Alberta’s high spending and middling performance reflects a general trend that has emerged in our analysis of the CHCI over the past several years. Historically (including this year), our analysis has not shown a relationship between per capita healthcare spending and the level of consumer-friendliness achieved in the provinces.
This should be taken as evidence that the poor results shown by low-performing provinces are not caused by a low level of healthcare spending, and the problems that exist in these jurisdictions likely cannot be solved simply by throwing money at them.
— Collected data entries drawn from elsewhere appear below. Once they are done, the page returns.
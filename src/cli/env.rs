use clap::Parser;
use std::path::PathBuf;

use super::commands::Commands;
use super::output::OutputFormat;
use super::runtime::LogFormat;

#[derive(Parser)]
#[command(author, version, about, long_about = None)]
#[command(propagate_version = true)]
pub struct CliArgs {
    /// Configuration file path (defaults to config/scoped-rag.yaml when present)
    #[arg(short, long, value_name = "FILE", global = true)]
    pub config: Option<PathBuf>,

    /// Log level
    #[arg(short, long, default_value = "info", global = true)]
    pub log_level: String,

    /// Enable debug mode
    #[arg(short, long, global = true)]
    pub debug: bool,

    /// Log line format (written to stderr)
    #[arg(long, value_enum, default_value = "text", global = true)]
    pub log_format: LogFormat,

    /// Output format
    #[arg(short, long, value_enum, default_value = "human", global = true)]
    pub output: OutputFormat,

    #[command(subcommand)]
    pub command: Commands,
}
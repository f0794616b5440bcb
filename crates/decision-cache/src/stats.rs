use std::sync::atomic::{AtomicU64, Ordering};

#[derive(Default)]
pub(crate) struct CacheStats {
    hits: AtomicU64,
    loads: AtomicU64,
    coalesced: AtomicU64,
    expired: AtomicU64,
}

impl CacheStats {
    pub(crate) fn record_hit(&self) {
        self.hits.fetch_add(1, Ordering::Relaxed);
    }

    pub(crate) fn record_load(&self) {
        self.loads.fetch_add(1, Ordering::Relaxed);
    }

    pub(crate) fn record_coalesced(&self) {
        self.coalesced.fetch_add(1, Ordering::Relaxed);
    }

    pub(crate) fn record_expired(&self) {
        self.expired.fetch_add(1, Ordering::Relaxed);
    }

    pub(crate) fn snapshot(&self) -> CacheStatsSnapshot {
        CacheStatsSnapshot {
            hits: self.hits.load(Ordering::Relaxed),
            loads: self.loads.load(Ordering::Relaxed),
            coalesced: self.coalesced.load(Ordering::Relaxed),
            expired: self.expired.load(Ordering::Relaxed),
        }
    }
}

/// Per-cache counters. `loads` equals the number of computations started
/// and finished, i.e. outbound authorization calls made through the cache.
#[derive(Clone, Copy, Debug, Default, PartialEq, Eq)]
pub struct CacheStatsSnapshot {
    pub hits: u64,
    pub loads: u64,
    pub coalesced: u64,
    pub expired: u64,
}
Clearly, solutions other than simply increasing spending are needed to improve healthcare system performance. This report describes a few reforms that could improve healthcare performance across the country. The following reforms are discussed in this report:
• Move away from global budgets to patientbased funding models
• Co-operate with other jurisdictions in the approval of new medicines
• Introduce means-tested co-payments
Governments across Canada should ensure that their citizens consistently have timely access to excellent healthcare services. All 10 provinces currently fall short of this goal, and we hope this year’s CHCI will help policy-makers and citizens in each province identify areas where there is a need for aggressive reform.